RiskProbabilityImpactMitigation
Emergency prod change blocked by PR reviewMediumHighFast-track path: auto-merge with post-hoc review + audit alert
ArgoCD reconciliation lagLowMediumConfigurable sync interval (prod: 1min, dev: immediate)
Git conflicts during concurrent promotionsLowLowKustomize patches are scoped per API; conflicts are rare
Console ↔ Git desyncMediumMediumBackground reconciliation; Console reads from Git, not DB, for config

Alternatives Considered

A. Database-Backed Control Plane + Git Sync (Kong/Tyk model)

Control Plane API owns the configuration in PostgreSQL. A sync mechanism (like decK) exports to Git periodically.

Rejected because: This makes Git a mirror, not the source of truth. Drift is inevitable (someone edits the DB directly). Two sources of truth = two sources of bugs.

B. Approval Workflow Engine (WSO2 model)

Build a custom approval workflow engine into the Console with role-based gates.

Rejected because: Reinventing the wheel. Git PRs already provide review, approval, audit trail, and rollback. Adding a proprietary workflow engine adds complexity without adding value.

C. Branch-per-Environment

Use dev, staging, prod branches. Merge dev → staging → prod for promotion.

Rejected because: Industry consensus against this pattern. Drift between branches, merge conflicts, complexity scales with N environments.

D. UI-Only Governance (MuleSoft model)

All governance happens in the Console UI with RBAC-gated deployments.

Rejected because: No immutable audit trail. RBAC prevents unauthorized changes but doesn't provide reviewability or rollback. Not aligned with GitOps principles.

Implementation Plan

Phase 1: Foundation (Q1 2026)

  • P1.1: Define UAC CRD schema with Kustomize overlay support
  • P1.2: Create stoa-config/ repository structure (base + overlays for dev/staging/prod)
  • P1.3: ArgoCD ApplicationSet for multi-environment reconciliation
  • P1.4: Console environment selector (tab-based UI, per-env views)

Phase 2: Console Modes (Q2 2026)

  • P2.1: Console read-only mode for production
  • P2.2: "Edit" button generates Git PR via GitHub API
  • P2.3: PR status tracking in Console (pending, approved, merged, synced)
  • P2.4: Staging health report attachment to promotion PRs

Phase 3: Promote with Confidence (Q2-Q3 2026)

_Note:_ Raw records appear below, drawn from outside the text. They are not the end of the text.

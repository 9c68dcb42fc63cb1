// core/src/pushup.rs
use crate::angles::joint_angle;
use crate::config::PushupConfig;
use crate::models::{Frame, LandmarkId};
use crate::types::PushupMetrics;

#[derive(Debug, Clone, Copy, PartialEq, Eq, Default)]
pub enum PushupPhase {
    #[default]
    NoDirection,
    Down,
    Up,
}

/// Teller push-ups fra albuevinkel (skulder-albue-håndledd).
///
/// `< down_angle` => Down. `> up_angle` fra Down => rep og Up. Vinkler i
/// mellom endrer ingenting.
#[derive(Debug, Clone)]
pub struct PushupCounter {
    cfg: PushupConfig,
    phase: PushupPhase,
    count: u32,
}

impl PushupCounter {
    pub fn new(cfg: PushupConfig) -> Self {
        Self {
            cfg,
            phase: PushupPhase::NoDirection,
            count: 0,
        }
    }

    /// Albuevinkel for en frame, eller None uten person.
    /// Regnes på normaliserte koordinater.
    pub fn elbow_angle(&self, frame: &Frame) -> Option<f64> {
        let lm = frame.landmarks.as_ref()?;
        let side = self.cfg.arm;
        Some(joint_angle(
            lm.get(LandmarkId::shoulder(side)),
            lm.get(LandmarkId::elbow(side)),
            lm.get(LandmarkId::wrist(side)),
        ))
    }

    pub fn update(&mut self, frame: &Frame) {
        if let Some(angle) = self.elbow_angle(frame) {
            self.observe_angle(angle);
        }
    }

    /// Returnerer `true` når vinkelen fullførte en rep.
    pub fn observe_angle(&mut self, angle: f64) -> bool {
        if angle < self.cfg.down_angle_deg {
            if self.phase != PushupPhase::Down {
                log::debug!("pushup: down at {angle:.1}°");
            }
            self.phase = PushupPhase::Down;
        } else if angle > self.cfg.up_angle_deg && self.phase == PushupPhase::Down {
            self.count += 1;
            self.phase = PushupPhase::Up;
            log::debug!("pushup: rep {} at {angle:.1}°", self.count);
            return true;
        }
        false
    }

    pub fn phase(&self) -> PushupPhase {
        self.phase
    }

    pub fn count(&self) -> u32 {
        self.count
    }

    pub fn finalize(&self) -> PushupMetrics {
        PushupMetrics { count: self.count }
    }
}

impl Default for PushupCounter {
    fn default() -> Self {
        Self::new(PushupConfig::default())
    }
}
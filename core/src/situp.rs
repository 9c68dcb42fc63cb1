// core/src/situp.rs
use crate::angles::joint_angle;
use crate::config::SitupConfig;
use crate::models::{Frame, LandmarkId};
use crate::smoothing::MovingAverage;
use crate::types::SitupMetrics;

#[derive(Debug, Clone, Copy, PartialEq, Eq, Default)]
pub enum SitupPhase {
    #[default]
    Down,
    Up,
}

/// Utfallet av én observasjon.
#[derive(Debug, Clone, Copy, PartialEq, Eq)]
pub enum SitupEvent {
    None,
    ReachedTop,
    Rep { valid: bool },
}

/// Sit-up-teller på glattet hoftevinkel (snitt av venstre/høyre
/// skulder-hofte-kne).
///
/// Minste glattede vinkel i "up"-fasen avgjør om repen er gyldig; grunne
/// reps telles i total men ikke i gyldige.
#[derive(Debug, Clone)]
pub struct SitupCounter {
    cfg: SitupConfig,
    phase: SitupPhase,
    smoother: MovingAverage,
    min_angle_in_rep: f64,
    reps: u32,
    valid_reps: u32,
}

impl SitupCounter {
    pub fn new(cfg: SitupConfig) -> Self {
        let smoother = MovingAverage::new(cfg.smoothing_window);
        Self {
            cfg,
            phase: SitupPhase::Down,
            smoother,
            min_angle_in_rep: 180.0,
            reps: 0,
            valid_reps: 0,
        }
    }

    pub fn hip_angle(&self, frame: &Frame) -> Option<f64> {
        let lm = frame.landmarks.as_ref()?;
        let size = self.cfg.analysis_size.unwrap_or_else(|| frame.size());
        let px = |id| lm.px(id, size);

        let left = joint_angle(
            px(LandmarkId::LeftShoulder),
            px(LandmarkId::LeftHip),
            px(LandmarkId::LeftKnee),
        );
        let right = joint_angle(
            px(LandmarkId::RightShoulder),
            px(LandmarkId::RightHip),
            px(LandmarkId::RightKnee),
        );
        Some((left + right) / 2.0)
    }

    pub fn update(&mut self, frame: &Frame) {
        if let Some(angle) = self.hip_angle(frame) {
            self.observe_angle(angle);
        }
    }

    pub fn observe_angle(&mut self, hip_angle: f64) -> SitupEvent {
        let smoothed = self.smoother.push(hip_angle);
        self.min_angle_in_rep = self.min_angle_in_rep.min(smoothed);

        match self.phase {
            SitupPhase::Down if smoothed <= self.cfg.up_angle_deg => {
                self.phase = SitupPhase::Up;
                self.min_angle_in_rep = smoothed;
                log::debug!("situp: top at {smoothed:.1}°");
                SitupEvent::ReachedTop
            }
            SitupPhase::Up if smoothed >= self.cfg.down_angle_deg => {
                self.reps += 1;
                let valid = self.min_angle_in_rep <= self.cfg.valid_max_angle_deg;
                if valid {
                    self.valid_reps += 1;
                }
                log::debug!(
                    "situp: rep {} (min {:.1}°, valid={})",
                    self.reps,
                    self.min_angle_in_rep,
                    valid
                );
                self.phase = SitupPhase::Down;
                self.min_angle_in_rep = 180.0;
                SitupEvent::Rep { valid }
            }
            _ => SitupEvent::None,
        }
    }

    pub fn phase(&self) -> SitupPhase {
        self.phase
    }

    pub fn finalize(&self) -> SitupMetrics {
        SitupMetrics {
            valid_reps: self.valid_reps,
            total_reps: self.reps,
        }
    }
}

impl Default for SitupCounter {
    fn default() -> Self {
        Self::new(SitupConfig::default())
    }
}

  • P3.1: "Promote to Prod" button with env-specific transformation
  • P3.2: CODEOWNERS integration for approval routing
  • P3.3: Drift detection dashboard in Console
  • P3.4: Progressive delivery integration (Argo Rollouts canary)

Phase 4: Enterprise (Q3-Q4 2026)

  • P4.1: Multi-tenant environment isolation (per-tenant overlays)
  • P4.2: Configurable approval policies per tenant
  • P4.3: Automated rollback on metric degradation
  • P4.4: Audit log export for compliance (DORA, SOC 2)

References

Feature comparisons are based on publicly available documentation as of February 2026. Product capabilities change frequently. We encourage readers to verify current features directly with each vendor. All trademarks belong to their respective owners.